=== Section Start ===
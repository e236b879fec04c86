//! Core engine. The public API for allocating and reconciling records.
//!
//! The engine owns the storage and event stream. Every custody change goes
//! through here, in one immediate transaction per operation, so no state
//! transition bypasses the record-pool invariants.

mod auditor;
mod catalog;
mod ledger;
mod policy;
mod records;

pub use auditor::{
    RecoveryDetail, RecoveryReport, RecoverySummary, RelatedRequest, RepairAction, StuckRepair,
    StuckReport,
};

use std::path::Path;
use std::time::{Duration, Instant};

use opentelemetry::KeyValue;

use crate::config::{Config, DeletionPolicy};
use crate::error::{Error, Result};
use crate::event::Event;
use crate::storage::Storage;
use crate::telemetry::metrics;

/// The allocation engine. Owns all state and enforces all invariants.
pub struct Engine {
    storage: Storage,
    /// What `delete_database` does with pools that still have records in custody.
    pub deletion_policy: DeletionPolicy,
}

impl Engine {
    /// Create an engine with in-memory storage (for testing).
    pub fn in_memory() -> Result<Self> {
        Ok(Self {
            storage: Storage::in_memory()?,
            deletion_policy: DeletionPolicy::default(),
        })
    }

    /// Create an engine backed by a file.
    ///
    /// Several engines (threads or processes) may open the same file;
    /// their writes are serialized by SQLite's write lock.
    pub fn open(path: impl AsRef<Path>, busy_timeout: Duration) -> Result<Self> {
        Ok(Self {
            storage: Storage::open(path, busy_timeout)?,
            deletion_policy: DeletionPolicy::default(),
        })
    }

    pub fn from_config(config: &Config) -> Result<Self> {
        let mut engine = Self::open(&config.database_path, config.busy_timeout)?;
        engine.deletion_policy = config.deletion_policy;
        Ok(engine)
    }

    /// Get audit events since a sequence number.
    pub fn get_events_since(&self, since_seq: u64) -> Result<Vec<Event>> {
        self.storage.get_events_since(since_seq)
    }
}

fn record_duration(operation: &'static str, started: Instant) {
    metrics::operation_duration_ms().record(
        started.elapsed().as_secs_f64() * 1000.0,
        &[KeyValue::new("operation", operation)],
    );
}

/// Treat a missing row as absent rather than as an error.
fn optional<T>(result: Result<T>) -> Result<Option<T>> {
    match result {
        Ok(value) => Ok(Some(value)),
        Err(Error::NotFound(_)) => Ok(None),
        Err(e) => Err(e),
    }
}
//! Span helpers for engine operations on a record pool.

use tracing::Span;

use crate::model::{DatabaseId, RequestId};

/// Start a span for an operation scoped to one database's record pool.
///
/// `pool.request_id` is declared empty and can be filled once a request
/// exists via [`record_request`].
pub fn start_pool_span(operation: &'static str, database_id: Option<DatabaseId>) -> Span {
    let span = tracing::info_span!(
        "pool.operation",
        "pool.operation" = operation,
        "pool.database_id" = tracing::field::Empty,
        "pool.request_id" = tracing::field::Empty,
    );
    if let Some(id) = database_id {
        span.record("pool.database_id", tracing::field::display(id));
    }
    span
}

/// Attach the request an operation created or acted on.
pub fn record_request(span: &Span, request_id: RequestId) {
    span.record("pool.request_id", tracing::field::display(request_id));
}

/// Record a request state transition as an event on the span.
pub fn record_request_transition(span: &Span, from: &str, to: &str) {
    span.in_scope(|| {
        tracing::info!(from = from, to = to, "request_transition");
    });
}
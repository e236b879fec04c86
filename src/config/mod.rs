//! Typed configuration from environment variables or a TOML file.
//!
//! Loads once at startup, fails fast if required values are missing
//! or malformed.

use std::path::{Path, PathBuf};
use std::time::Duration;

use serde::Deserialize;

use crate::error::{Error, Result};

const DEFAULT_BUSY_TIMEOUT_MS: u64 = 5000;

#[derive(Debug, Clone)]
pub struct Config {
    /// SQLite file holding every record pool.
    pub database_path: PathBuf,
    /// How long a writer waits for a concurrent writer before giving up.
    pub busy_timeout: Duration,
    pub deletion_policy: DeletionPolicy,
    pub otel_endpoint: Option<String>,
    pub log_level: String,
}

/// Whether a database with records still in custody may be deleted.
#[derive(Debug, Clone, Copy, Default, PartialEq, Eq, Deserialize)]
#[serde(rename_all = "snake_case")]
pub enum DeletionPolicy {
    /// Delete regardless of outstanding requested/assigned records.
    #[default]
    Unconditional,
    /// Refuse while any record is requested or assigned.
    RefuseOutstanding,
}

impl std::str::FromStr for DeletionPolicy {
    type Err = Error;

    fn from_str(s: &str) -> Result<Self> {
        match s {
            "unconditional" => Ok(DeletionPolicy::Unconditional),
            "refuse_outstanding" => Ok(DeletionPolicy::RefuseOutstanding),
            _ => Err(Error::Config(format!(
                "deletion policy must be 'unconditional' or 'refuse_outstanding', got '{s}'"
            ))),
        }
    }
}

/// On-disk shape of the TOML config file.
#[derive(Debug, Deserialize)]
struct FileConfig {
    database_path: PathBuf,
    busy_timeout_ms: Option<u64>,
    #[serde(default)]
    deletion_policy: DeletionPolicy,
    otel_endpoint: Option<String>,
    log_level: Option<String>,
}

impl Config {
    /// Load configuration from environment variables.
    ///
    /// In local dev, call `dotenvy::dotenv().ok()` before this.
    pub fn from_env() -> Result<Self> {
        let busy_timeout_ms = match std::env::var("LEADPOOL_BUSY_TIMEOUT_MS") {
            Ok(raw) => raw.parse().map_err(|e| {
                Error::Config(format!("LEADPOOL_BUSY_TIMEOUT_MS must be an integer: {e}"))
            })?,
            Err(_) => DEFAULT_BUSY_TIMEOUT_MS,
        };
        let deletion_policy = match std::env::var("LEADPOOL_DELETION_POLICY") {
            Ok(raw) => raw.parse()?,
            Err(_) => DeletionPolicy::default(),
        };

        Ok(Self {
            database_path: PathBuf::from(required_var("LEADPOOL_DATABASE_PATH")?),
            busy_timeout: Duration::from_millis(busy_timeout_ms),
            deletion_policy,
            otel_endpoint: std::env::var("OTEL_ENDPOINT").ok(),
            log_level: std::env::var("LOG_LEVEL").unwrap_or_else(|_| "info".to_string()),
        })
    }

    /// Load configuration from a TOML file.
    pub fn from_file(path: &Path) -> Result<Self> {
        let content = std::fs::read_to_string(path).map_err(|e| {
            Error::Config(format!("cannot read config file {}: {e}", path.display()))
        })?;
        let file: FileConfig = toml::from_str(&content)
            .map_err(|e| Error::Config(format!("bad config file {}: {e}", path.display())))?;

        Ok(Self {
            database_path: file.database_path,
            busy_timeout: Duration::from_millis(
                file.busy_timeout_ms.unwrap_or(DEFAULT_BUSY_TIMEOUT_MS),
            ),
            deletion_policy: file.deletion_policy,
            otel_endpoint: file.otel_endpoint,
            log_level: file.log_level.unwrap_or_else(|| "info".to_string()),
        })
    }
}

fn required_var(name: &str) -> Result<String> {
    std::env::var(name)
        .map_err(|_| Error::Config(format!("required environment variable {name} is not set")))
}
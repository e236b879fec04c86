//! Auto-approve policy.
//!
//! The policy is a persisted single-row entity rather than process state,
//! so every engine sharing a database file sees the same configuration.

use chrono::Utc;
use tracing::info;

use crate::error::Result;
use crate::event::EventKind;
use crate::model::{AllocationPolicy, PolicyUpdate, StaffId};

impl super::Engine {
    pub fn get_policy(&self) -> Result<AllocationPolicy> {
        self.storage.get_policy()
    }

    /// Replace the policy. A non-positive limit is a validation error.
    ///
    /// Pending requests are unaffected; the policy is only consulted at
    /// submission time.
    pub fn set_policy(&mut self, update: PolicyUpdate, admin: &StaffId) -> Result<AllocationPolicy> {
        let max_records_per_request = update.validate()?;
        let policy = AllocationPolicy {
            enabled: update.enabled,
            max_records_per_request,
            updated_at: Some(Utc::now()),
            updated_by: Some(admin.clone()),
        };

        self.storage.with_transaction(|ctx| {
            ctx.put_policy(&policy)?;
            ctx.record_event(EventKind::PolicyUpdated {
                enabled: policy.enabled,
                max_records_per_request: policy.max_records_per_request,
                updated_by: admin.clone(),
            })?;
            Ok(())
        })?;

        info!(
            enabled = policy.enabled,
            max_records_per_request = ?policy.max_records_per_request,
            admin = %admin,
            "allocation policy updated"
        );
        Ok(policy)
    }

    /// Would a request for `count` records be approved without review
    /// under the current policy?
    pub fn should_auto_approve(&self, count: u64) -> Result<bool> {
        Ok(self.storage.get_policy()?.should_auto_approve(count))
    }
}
=== Section End ===
Brief: Restate word for word the entries above, starting at the line with "from a TOML file." and ending at the line with "pub fn set_policy(&mut", inclusive, and no others.

Task response:
    /// Load configuration from a TOML file.
    pub fn from_file(path: &Path) -> Result<Self> {
        let content = std::fs::read_to_string(path).map_err(|e| {
            Error::Config(format!("cannot read config file {}: {e}", path.display()))
        })?;
        let file: FileConfig = toml::from_str(&content)
            .map_err(|e| Error::Config(format!("bad config file {}: {e}", path.display())))?;

        Ok(Self {
            database_path: file.database_path,
            busy_timeout: Duration::from_millis(
                file.busy_timeout_ms.unwrap_or(DEFAULT_BUSY_TIMEOUT_MS),
            ),
            deletion_policy: file.deletion_policy,
            otel_endpoint: file.otel_endpoint,
            log_level: file.log_level.unwrap_or_else(|| "info".to_string()),
        })
    }
}

fn required_var(name: &str) -> Result<String> {
    std::env::var(name)
        .map_err(|_| Error::Config(format!("required environment variable {name} is not set")))
}
repository e236b879fec04c86
//! Auto-approve policy.
//!
//! The policy is a persisted single-row entity rather than process state,
//! so every engine sharing a database file sees the same configuration.

use chrono::Utc;
use tracing::info;

use crate::error::Result;
use crate::event::EventKind;
use crate::model::{AllocationPolicy, PolicyUpdate, StaffId};

impl super::Engine {
    pub fn get_policy(&self) -> Result<AllocationPolicy> {
        self.storage.get_policy()
    }

    /// Replace the policy. A non-positive limit is a validation error.
    ///
    /// Pending requests are unaffected; the policy is only consulted at
    /// submission time.
    pub fn set_policy(&mut self, update: PolicyUpdate, admin: &StaffId) -> Result<AllocationPolicy> {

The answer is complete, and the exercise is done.